Ogni seme ha una propria carta d’identità, con il nome, il Paese d’origine e la data di arrivo all’MSB. I sotterranei, costruiti per resistere a inondazioni, bombardamenti e radiazioni, contengono i vasi di vetro con all’interno i semi. Gli scienziati entrano vestiti come se si trovassero in una base al Polo Nord. La più grande collezione di semi appartiene alla famiglia delle orchidee. Ma ci sono anche piante rare, come la ninfea più piccola del mondo o la Deschampsia antarctica, nota anche come erba dei capelli antartica, una delle due piante da fiore native del continente ghiacciato. L’Msb, che riceve finanziamenti pubblici e donazioni, collabora con 90 Paesi. Alcuni, come l’Indonesia, si rifiutano di condividere i loro semi con l’MSB, ma li tengono sul loro territorio. Altri, invece, sembrano essere fuori portata. Uno dei pochi rimpianti di John Dickie è che non ci sia uno scambio con l’Iran.

Tornano dallo spazio i semi Fao: colture cosmiche per la sicurezza alimentare

Dopo quattro mesi nello spazio stanno per tornare sulla terra i semi di Arabidopsis e Sorghum, protagonisti di un singolare esperimento frutto della collaborazione tra la Nasa, la Fao e l’Agenzia internazionale per l’energia atomica (Aiea). A Vienna  si è svolto un evento per fare il punto sulla sperimentazione, che ha l’obiettivo di sviluppare nuove colture in grado di adattarsi ai cambiamenti climatici e contribuire a rafforzare la sicurezza alimentare globale.
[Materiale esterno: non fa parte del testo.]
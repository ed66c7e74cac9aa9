#[cfg(test)]
#[path = "hit_test.rs"]
mod hit_test;

use crate::bounds::Size;
use crate::camera::{Camera, Point};
use crate::consts::HANDLE_RADIUS_PX;
use crate::doc::{EntityId, MapDocument, Orientation, Rail};

/// Which end of a rail a resize handle sits on.
#[derive(Debug, Clone, Copy, PartialEq, Eq)]
pub enum RailEnd {
    /// Left end of a horizontal rail, top end of a vertical one.
    Start,
    /// Right end of a horizontal rail, bottom end of a vertical one.
    End,
}

/// Which part of an entity was hit.
#[derive(Debug, Clone, Copy, PartialEq, Eq)]
pub enum HitPart {
    Card,
    Rail,
    RailHandle(RailEnd),
}

/// Result of a hit test.
#[derive(Debug, Clone, PartialEq, Eq)]
pub struct Hit {
    pub id: EntityId,
    pub part: HitPart,
}

/// Test what is under `world_pt`.
///
/// Rail resize handles take priority, then cards (last drawn first), then
/// rail bodies. Handle and rail slop is [`HANDLE_RADIUS_PX`] in screen
/// pixels, so thin rails stay grabbable when zoomed out.
#[must_use]
pub fn hit_test(world_pt: Point, doc: &MapDocument, card_size: Size, camera: &Camera) -> Option<Hit> {
    let slop = camera.screen_dist_to_world(HANDLE_RADIUS_PX);

    for rail in doc.rails.iter().rev() {
        let [start, end] = handle_points(rail);
        if distance(world_pt, start) <= slop {
            return Some(Hit { id: rail.id.clone(), part: HitPart::RailHandle(RailEnd::Start) });
        }
        if distance(world_pt, end) <= slop {
            return Some(Hit { id: rail.id.clone(), part: HitPart::RailHandle(RailEnd::End) });
        }
    }

    if let Some(card) = doc.nodes.iter().rev().find(|c| c.rect(card_size).contains(world_pt, 0.0)) {
        return Some(Hit { id: card.id.clone(), part: HitPart::Card });
    }

    doc.rails
        .iter()
        .rev()
        .find(|r| r.rect().contains(world_pt, slop))
        .map(|r| Hit { id: r.id.clone(), part: HitPart::Rail })
}

/// World positions of a rail's two resize handles, on its center line.
#[must_use]
pub fn handle_points(rail: &Rail) -> [Point; 2] {
    let rect = rail.rect();
    let center = rect.center();
    match rail.orientation {
        Orientation::Horizontal => [Point::new(rect.x, center.y), Point::new(rect.right(), center.y)],
        Orientation::Vertical => [Point::new(center.x, rect.y), Point::new(center.x, rect.bottom())],
    }
}

fn distance(a: Point, b: Point) -> f64 {
    (a.x - b.x).hypot(a.y - b.y)
}
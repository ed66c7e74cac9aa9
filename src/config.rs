//! Editor settings read from the host's stored options.
//!
//! Settings arrive as an untyped JSON object saved by a settings form, so
//! values are coerced leniently: numbers may be strings, booleans may be
//! `"1"`/`"yes"`/`"on"`. Anything unusable falls back to the default.
//!
//! Environment overrides:
//! - `CARDMAP_SNAP_THRESHOLD`
//! - `CARDMAP_LINE_THICKNESS`
//! - `CARDMAP_LINE_COLOR`
//! - `CARDMAP_LINE_STYLE`

#[cfg(test)]
#[path = "config_test.rs"]
mod config_test;

use std::env::VarError;
use std::str::FromStr;

use serde_json::Value;
use tracing::warn;

use crate::bounds::Size;
use crate::consts::{DEFAULT_CARD_HEIGHT, DEFAULT_CARD_WIDTH, DEFAULT_SNAP_THRESHOLD};

pub const DEFAULT_LINE_COLOR: &str = "#555555";
pub const DEFAULT_LINE_THICKNESS: f64 = 2.0;
pub const DEFAULT_LINE_STYLE: &str = "solid";

#[derive(Debug, Clone, PartialEq)]
pub struct EditorConfig {
    pub line_color: String,
    pub line_thickness: f64,
    /// Style key for new connections.
    pub line_style: String,
    /// World-unit distance within which a dragged card snaps to a rail.
    pub snap_threshold: f64,
    pub drag_enabled: bool,
    pub align_enabled: bool,
    pub default_card_width: f64,
    pub default_card_height: f64,
}

impl Default for EditorConfig {
    fn default() -> Self {
        Self {
            line_color: DEFAULT_LINE_COLOR.to_owned(),
            line_thickness: DEFAULT_LINE_THICKNESS,
            line_style: DEFAULT_LINE_STYLE.to_owned(),
            snap_threshold: DEFAULT_SNAP_THRESHOLD,
            drag_enabled: true,
            align_enabled: true,
            default_card_width: DEFAULT_CARD_WIDTH,
            default_card_height: DEFAULT_CARD_HEIGHT,
        }
    }
}

impl EditorConfig {
    /// Build from a stored settings object.
    ///
    /// Recognized keys: `line_color`, `line_thickness`, `line_style`,
    /// `snap_threshold`, `enable_drag`, `enable_align`, `card_width`,
    /// `card_height`. Unknown keys are ignored; a non-object yields defaults.
    #[must_use]
    pub fn from_settings(settings: &Value) -> Self {
        let defaults = Self::default();
        let get = |key: &str| settings.get(key);
        Self {
            line_color: coerce_string(get("line_color")).unwrap_or(defaults.line_color),
            line_thickness: coerce_positive(get("line_thickness")).unwrap_or(defaults.line_thickness),
            line_style: coerce_string(get("line_style")).unwrap_or(defaults.line_style),
            snap_threshold: coerce_positive(get("snap_threshold")).unwrap_or(defaults.snap_threshold),
            drag_enabled: coerce_bool(get("enable_drag")).unwrap_or(defaults.drag_enabled),
            align_enabled: coerce_bool(get("enable_align")).unwrap_or(defaults.align_enabled),
            default_card_width: coerce_positive(get("card_width")).unwrap_or(defaults.default_card_width),
            default_card_height: coerce_positive(get("card_height")).unwrap_or(defaults.default_card_height),
        }
    }

    /// Apply `CARDMAP_*` environment overrides.
    #[must_use]
    pub fn with_env_overrides(self) -> Self {
        self.with_overrides(env_lookup)
    }

    /// Apply overrides from `lookup`; malformed values are ignored.
    #[must_use]
    pub fn with_overrides(mut self, lookup: impl Fn(&str) -> Option<String>) -> Self {
        if let Some(threshold) = parse_var::<f64>(&lookup, "CARDMAP_SNAP_THRESHOLD").filter(|v| *v > 0.0) {
            self.snap_threshold = threshold;
        }
        if let Some(thickness) = parse_var::<f64>(&lookup, "CARDMAP_LINE_THICKNESS").filter(|v| *v > 0.0) {
            self.line_thickness = thickness;
        }
        if let Some(color) = lookup("CARDMAP_LINE_COLOR").filter(|v| !v.trim().is_empty()) {
            self.line_color = color.trim().to_owned();
        }
        if let Some(style) = lookup("CARDMAP_LINE_STYLE").filter(|v| !v.trim().is_empty()) {
            self.line_style = style.trim().to_owned();
        }
        self
    }

    /// Size used for cards without a stored size.
    #[must_use]
    pub fn card_size(&self) -> Size {
        Size::new(self.default_card_width, self.default_card_height)
    }
}

fn env_lookup(key: &str) -> Option<String> {
    match std::env::var(key) {
        Ok(value) => Some(value),
        Err(VarError::NotPresent) => None,
        Err(error @ VarError::NotUnicode(_)) => {
            warn!(key, %error, "ignoring environment override");
            None
        }
    }
}

fn parse_var<T: FromStr>(lookup: &impl Fn(&str) -> Option<String>, key: &str) -> Option<T> {
    let raw = lookup(key)?;
    if let Ok(value) = raw.trim().parse::<T>() {
        return Some(value);
    }
    warn!(key, value = %raw, "ignoring malformed environment override");
    None
}

fn coerce_number(value: Option<&Value>) -> Option<f64> {
    let number = match value? {
        Value::Number(n) => n.as_f64(),
        Value::String(s) => {
            if let Ok(n) = s.trim().parse::<f64>() {
                Some(n)
            } else {
                warn!(value = %s, "setting is not a number; using default");
                None
            }
        }
        _ => None,
    };
    number.filter(|n| n.is_finite())
}

fn coerce_positive(value: Option<&Value>) -> Option<f64> {
    coerce_number(value).filter(|n| *n > 0.0)
}

fn coerce_bool(value: Option<&Value>) -> Option<bool> {
    match value? {
        Value::Bool(b) => Some(*b),
        Value::Number(n) => match n.as_i64() {
            Some(1) => Some(true),
            Some(0) => Some(false),
            _ => None,
        },
        Value::String(s) => match s.trim().to_ascii_lowercase().as_str() {
            "1" | "true" | "yes" | "on" => Some(true),
            "0" | "false" | "no" | "off" | "" => Some(false),
            _ => None,
        },
        _ => None,
    }
}

fn coerce_string(value: Option<&Value>) -> Option<String> {
    match value? {
        Value::String(s) if !s.trim().is_empty() => Some(s.trim().to_owned()),
        _ => None,
    }
}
Con una popolazione mondiale che si stima raggiungerà quasi i 10 miliardi entro il 2050, è chiara la necessità di trovare soluzioni innovative attraverso la scienza e la tecnologia volte a produrre più cibo, nonché colture più resistenti e metodi di coltivazione più sostenibili.
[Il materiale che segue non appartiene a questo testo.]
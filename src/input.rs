//! Input model: tools, modifier keys, mouse buttons, and the gesture state machine.
//!
//! `Tool` and `Modifiers` capture the user's intent at the time of a pointer
//! event. `InputState` is the active gesture being tracked between
//! pointer-down and pointer-up, carrying the starting geometry needed to
//! compute deltas and to restore everything if the gesture is cancelled.

#[cfg(test)]
#[path = "input_test.rs"]
mod input_test;

use crate::camera::Point;
use crate::doc::EntityId;
use crate::hit::RailEnd;

/// Which tool is currently active.
#[derive(Debug, Clone, Copy, PartialEq, Eq, Default)]
pub enum Tool {
    /// Select, drag, pan and resize (default).
    #[default]
    Select,
    /// Click a source entity, then a target entity, to connect them.
    Connect,
}

/// Keyboard/mouse modifier keys held during an event.
#[allow(clippy::struct_excessive_bools)]
#[derive(Debug, Clone, Copy, Default)]
pub struct Modifiers {
    /// Shift key is held.
    pub shift: bool,
    /// Ctrl key is held.
    pub ctrl: bool,
    /// Alt / Option key is held.
    pub alt: bool,
    /// Meta / Command key is held.
    pub meta: bool,
}

impl Modifiers {
    /// Whether a click should toggle selection membership instead of
    /// replacing the selection.
    #[must_use]
    pub fn toggles_selection(self) -> bool {
        self.shift || self.ctrl || self.meta
    }

    /// Whether a connect click forces a parallel connection.
    #[must_use]
    pub fn forces_parallel(self) -> bool {
        self.alt
    }
}

/// Mouse button identifier.
#[derive(Debug, Clone, Copy, PartialEq, Eq)]
pub enum Button {
    /// Left mouse button (or single-finger tap).
    Primary,
    /// Middle mouse button (scroll wheel click).
    Middle,
    /// Right mouse button (or two-finger tap).
    Secondary,
}

/// A keyboard key name as reported by the host (e.g. `"Delete"`, `"Escape"`).
#[derive(Debug, Clone, PartialEq, Eq)]
pub struct Key(pub String);

impl Key {
    #[must_use]
    pub fn is_escape(&self) -> bool {
        self.0 == "Escape"
    }

    #[must_use]
    pub fn is_delete(&self) -> bool {
        self.0 == "Delete" || self.0 == "Backspace"
    }
}

/// Wheel / trackpad scroll delta.
#[derive(Debug, Clone, Copy)]
pub struct WheelDelta {
    /// Horizontal scroll amount in pixels.
    pub dx: f64,
    /// Vertical scroll amount in pixels (positive = down).
    pub dy: f64,
}

/// First endpoint picked with the connect tool.
#[derive(Debug, Clone, PartialEq)]
pub struct PendingConnect {
    pub source: EntityId,
    /// World position of the click, used for a precise source anchor.
    pub pointer: Point,
}

/// Persistent UI state that outlives a single gesture.
#[derive(Debug, Clone, Default)]
pub struct UiState {
    /// Currently active tool.
    pub tool: Tool,
    /// Source picked by the connect tool, waiting for a target.
    pub pending_connect: Option<PendingConnect>,
    /// Rail highlighted as the snap target of the card being dragged.
    pub snap_preview: Option<EntityId>,
}

/// Internal state for the input state machine.
///
/// Each active variant carries what the gesture started from, so a move can
/// be applied as an offset from the start and a cancel can put it back.
#[derive(Debug, Clone, Default)]
pub enum InputState {
    /// No gesture in progress; waiting for the next pointer-down.
    #[default]
    Idle,
    /// The user is panning the canvas.
    Panning {
        /// Pointer position minus pan at gesture start.
        anchor: Point,
    },
    /// The user is moving a card.
    DraggingCard {
        id: EntityId,
        /// World-space pointer position at pointer-down.
        start_world: Point,
        orig_x: f64,
        orig_y: f64,
    },
    /// The user is moving a rail by its body.
    DraggingRail {
        id: EntityId,
        start_world: Point,
        orig_x: f64,
        orig_y: f64,
    },
    /// The user is dragging one of a rail's end handles.
    ResizingRail {
        id: EntityId,
        /// Which end is being dragged.
        end: RailEnd,
        start_world: Point,
        /// Start coordinate along the long axis at gesture start.
        orig_start: f64,
        orig_length: f64,
    },
}

impl InputState {
    #[must_use]
    pub fn is_idle(&self) -> bool {
        matches!(self, Self::Idle)
    }
}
I semi dei laboratori Aiea e Fao hanno viaggiato su una navetta cargo senza equipaggio dal Wallops Flight Facility della Nasa allo spazio il 7 novembre 2022. Una volta in orbita sono stati esposti a una complessa miscela di radiazioni cosmiche, microgravità e temperature estreme – all’interno e all’esterno della Stazione Spaziale Internazionale (Iss). Al loro ritorno, che dovrebbe avvenire all’inizio di aprile, gli scienziati del Centro congiunto Fao/Aiea di tecniche nucleari per l’alimentazione e l’agricoltura hanno in programma di coltivare i semi e di selezionarli per individuare tratti utili per comprendere meglio le mutazioni indotte dallo spazio e identificare nuove varietà.

“Sono sbalordito dalla resilienza della natura – ha detto il direttore generale della Fao, QU Dongyu a Vienna ed eccitato dagli infiniti benefici che l’esplorazione dello spazio può apportare per trasformare i nostri sistemi agroalimentari in modo che siano più efficienti, più inclusivi, più resilienti e più sostenibili in tutto il mondo”. Per Mariano Grossi, direttore generale dell’Aiea, “questa è la scienza che potrebbe avere un impatto reale sulla vita delle persone in un futuro non troppo lontano, aiutandoci a coltivare raccolti più forti e nutrire più persone”.  Sebbene esperimenti simili siano stati condotti dal 1946, questa è la prima volta che vengono condotte analisi genomiche e biologiche su semi inviati nello spazio in circa 60 anni di esperienza nell’indurre mutazioni vegetali. L’astrobiologia, insomma, sta esplorando nuove dimensioni.

I semi che hanno viaggiato nello spazio appartengono a due specie vegetali: Arabidopsis, un tipo di crescione che è stato ampiamente studiato da botanici vegetali e genetisti; e il sorgo, che appartiene alla famiglia del miglio ed è un cereale resistente alla siccità e al caldo coltivato in molti paesi in via di sviluppo per uso alimentare. Una volta che i semi saranno rientrati sulla terra e fatti germogliare, una serie di analisi aiuterà a capire se le radiazioni cosmiche e le dure condizioni spaziali possono portare le colture a diventare più resistenti di fronte a condizioni di crescita sempre più difficili sul nostro pianeta.